I think left to my own devices, and in some other profession, I am an introvert, but I believe that in order for people to learn from one another communication is required.  It is to this end that I write.

Teachers also deal in privacy, the sacred trust that the student-teacher relationship relies upon – the cathedral that is built for learning to occur, it is full of stained glass windows that easily shatter if the student feels at all betrayed.  It is to this end that often I, we, do not write.

But I’ve thought about this too many times, and time and identities are far enough removed that there will be nothing divulged here.   I hope that a person who needs this will find it, because it has happened again.  My own personal sadness is a thing, but the mirror that is held up at any instance like this, that I believe most people go through naturally, is, “did I do alright by this person?”.  So, if you are that teacher, or a person in a similar situation, I hope this is worth something to you.

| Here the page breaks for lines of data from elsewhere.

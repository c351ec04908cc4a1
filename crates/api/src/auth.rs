// crates/api/src/auth.rs
//! Client for the authentication surface: credentials, token
//! validation, and the per-provider authorization handles.

use mailshift_types::{Provider, ProviderTokens};
use serde::{Deserialize, Serialize};
use tracing::debug;

use crate::error::{ensure_success, Ack, ApiError};

/// Outcome of login and signup. `success == false` carries the reason
/// in `message`; it is not a transport error.
#[derive(Debug, Clone, Deserialize)]
#[serde(rename_all = "camelCase")]
pub struct AuthResponse {
    #[serde(default)]
    pub success: bool,
    #[serde(default)]
    pub token: Option<String>,
    #[serde(default)]
    pub user_id: Option<String>,
    #[serde(default)]
    pub name: Option<String>,
    #[serde(default)]
    pub message: Option<String>,
}

#[derive(Debug, Clone, Deserialize)]
#[serde(rename_all = "camelCase")]
pub struct TokenValidation {
    #[serde(default)]
    pub valid: bool,
    #[serde(default)]
    pub name: Option<String>,
    #[serde(default)]
    pub email: Option<String>,
    #[serde(default)]
    pub user_id: Option<String>,
}

#[derive(Debug, Serialize)]
struct LoginRequest<'a> {
    email: &'a str,
    password: &'a str,
}

#[derive(Debug, Serialize)]
struct SignupRequest<'a> {
    name: &'a str,
    email: &'a str,
    password: &'a str,
}

#[derive(Debug, Clone)]
pub struct AuthClient {
    http: reqwest::Client,
    base: String,
}

impl AuthClient {
    pub fn new(http: reqwest::Client, base: impl AsRef<str>) -> Self {
        Self {
            http,
            base: base.as_ref().trim_end_matches('/').to_string(),
        }
    }

    pub async fn login(&self, email: &str, password: &str) -> Result<AuthResponse, ApiError> {
        debug!(%email, "sending login request");
        let response = self
            .http
            .post(format!("{}/api/auth/login", self.base))
            .json(&LoginRequest { email, password })
            .send()
            .await
            .map_err(ApiError::from_reqwest)?;
        ensure_success(response)
            .await?
            .json()
            .await
            .map_err(ApiError::from_reqwest)
    }

    pub async fn signup(
        &self,
        name: &str,
        email: &str,
        password: &str,
    ) -> Result<AuthResponse, ApiError> {
        debug!(%email, "sending signup request");
        let response = self
            .http
            .post(format!("{}/api/auth/signup", self.base))
            .json(&SignupRequest {
                name,
                email,
                password,
            })
            .send()
            .await
            .map_err(ApiError::from_reqwest)?;
        ensure_success(response)
            .await?
            .json()
            .await
            .map_err(ApiError::from_reqwest)
    }

    pub async fn validate_token(&self, token: &str) -> Result<TokenValidation, ApiError> {
        let response = self
            .http
            .post(format!("{}/api/auth/validate-token", self.base))
            .json(&serde_json::json!({ "token": token }))
            .send()
            .await
            .map_err(ApiError::from_reqwest)?;
        ensure_success(response)
            .await?
            .json()
            .await
            .map_err(ApiError::from_reqwest)
    }

    /// Fetch both provider authorization slots for a user.
    pub async fn user_tokens(
        &self,
        token: &str,
        user_id: &str,
    ) -> Result<ProviderTokens, ApiError> {
        let response = self
            .http
            .get(format!("{}/api/oauth/tokens/{user_id}", self.base))
            .bearer_auth(token)
            .send()
            .await
            .map_err(ApiError::from_reqwest)?;
        ensure_success(response)
            .await?
            .json()
            .await
            .map_err(ApiError::from_reqwest)
    }

    pub async fn disconnect_provider(
        &self,
        token: &str,
        user_id: &str,
        provider: Provider,
    ) -> Result<Ack, ApiError> {
        let response = self
            .http
            .delete(format!(
                "{}/api/oauth/tokens/{user_id}?service={provider}",
                self.base
            ))
            .bearer_auth(token)
            .send()
            .await
            .map_err(ApiError::from_reqwest)?;
        ensure_success(response)
            .await?
            .json()
            .await
            .map_err(ApiError::from_reqwest)
    }

    /// Consent page for a provider; completed out-of-band in a browser.
    pub fn authorize_url(&self, user_id: &str, provider: Provider) -> String {
        format!("{}/callback/auth/{provider}?userId={user_id}", self.base)
    }

    /// Best-effort backend reachability probe.
    pub async fn health(&self) -> bool {
        match self
            .http
            .get(format!("{}/api/health", self.base))
            .send()
            .await
        {
            Ok(response) => response.status().is_success(),
            Err(_) => false,
        }
    }
}

#[cfg(test)]
mod tests {
    use super::*;
    use pretty_assertions::assert_eq;

    fn client(server: &mockito::ServerGuard) -> AuthClient {
        AuthClient::new(reqwest::Client::new(), server.url())
    }

    #[tokio::test]
    async fn test_login_success() {
        let mut server = mockito::Server::new_async().await;
        let mock = server
            .mock("POST", "/api/auth/login")
            .match_body(mockito::Matcher::Json(serde_json::json!({
                "email": "ana@example.com",
                "password": "hunter22",
            })))
            .with_status(200)
            .with_body(r#"{"success":true,"token":"jwt-1","userId":"u-1","name":"Ana"}"#)
            .create_async()
            .await;

        let response = client(&server)
            .login("ana@example.com", "hunter22")
            .await
            .unwrap();
        mock.assert_async().await;
        assert!(response.success);
        assert_eq!(response.token.as_deref(), Some("jwt-1"));
        assert_eq!(response.user_id.as_deref(), Some("u-1"));
    }

    #[tokio::test]
    async fn test_login_rejection_carries_server_message() {
        let mut server = mockito::Server::new_async().await;
        server
            .mock("POST", "/api/auth/login")
            .with_status(401)
            .with_body(r#"{"message":"Invalid credentials"}"#)
            .create_async()
            .await;

        let err = client(&server)
            .login("ana@example.com", "wrong")
            .await
            .unwrap_err();
        match err {
            ApiError::Status { status, message } => {
                assert_eq!(status, 401);
                assert_eq!(message, "Invalid credentials");
            }
            other => panic!("unexpected error: {other:?}"),
        }
    }

    #[tokio::test]
    async fn test_user_tokens_sends_bearer() {
        let mut server = mockito::Server::new_async().await;
        let mock = server
            .mock("GET", "/api/oauth/tokens/u-1")
            .match_header("authorization", "Bearer jwt-1")
            .with_status(200)
            .with_body(r#"{"outlook":{"accessToken":"o-1"},"gmail":null}"#)
            .create_async()
            .await;

        let tokens = client(&server).user_tokens("jwt-1", "u-1").await.unwrap();
        mock.assert_async().await;
        assert_eq!(tokens.outlook.unwrap().access_token, "o-1");
        assert!(tokens.gmail.is_none());
    }

    #[tokio::test]
    async fn test_disconnect_provider() {
        let mut server = mockito::Server::new_async().await;
        let mock = server
            .mock("DELETE", "/api/oauth/tokens/u-1?service=gmail")
            .with_status(200)
            .with_body(r#"{"success":true}"#)
            .create_async()
            .await;

        let ack = client(&server)
            .disconnect_provider("jwt-1", "u-1", Provider::Gmail)
            .await
            .unwrap();
        mock.assert_async().await;
        assert!(ack.success);
    }

    #[tokio::test]
    async fn test_health_down_is_false() {
        let client = AuthClient::new(reqwest::Client::new(), "http://127.0.0.1:1");
        assert!(!client.health().await);
    }

    #[test]
    fn test_authorize_url() {
        let client = AuthClient::new(reqwest::Client::new(), "http://localhost:8081/");
        assert_eq!(
            client.authorize_url("u-1", Provider::Outlook),
            "http://localhost:8081/callback/auth/outlook?userId=u-1"
        );
    }
}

Besides being advocates, teachers are antagonists.  At Monte Vista, high centered above the door is an oyster with a pearl.  The seed is the agitating grain of sand, the metaphor is not lost on me.  As a teacher, I have pushed students to do-over, to try again, to apologize, to keep their hands off, and to say “please”.  It is the role of the teacher, and, even more broadly to society, teachers are idealistically the devil’s advocate, the non-compliant, the critical thinkers, the subversive, the agent of change.  How can a teacher feel good about this relationship, especially when most days, you have at least one student begging you not to ask them what it is your job to ask of them?

In the age of leveraging the student-teacher relationship by the state for the purpose of raising the accursed test score, even as the state and publishers script interaction, don’t be that tool, instead, still love them.  Love is the curricula, love is the test.  For some students, tests are wildly inappropriate.  There are students I’ve taught who watched their father nearly kill their mother, or succeeded in killing someone else with them present, or, for a couple of students, were nearly killed themselves by, or with the aid of a parent.  I’ve worked with special needs students, who would sleep, or cry, or have a psychotic break during the test or other stressful situation.  Many of these situations are not unusual for teachers, but the question I am left with is: was I enough of an advocate?

The other questions, outside of the content of curricula, is the question: did I teach them enough about how to weather the storm?  Did I teach them the joie de vivre?  Did I help them connect to the community?

When I see a student years after I’ve had them in my class, if they seek to talk to me, if they can look me in the eye, I believe that I did alright by them.  I know that they know, the thing I asked of them was not for me.  Sometimes my teaching has been a selfish thing, but when I get it right, it’s for them.  The student that will be buried this week, they came back a few years ago, and we laughed.  With some students I do very well, with others, I know I could have been better, or I wasn’t “the thing” for them. As a teacher, I let go, knowing as is said, that you can’t be all things to all people. But, I hope I did alright.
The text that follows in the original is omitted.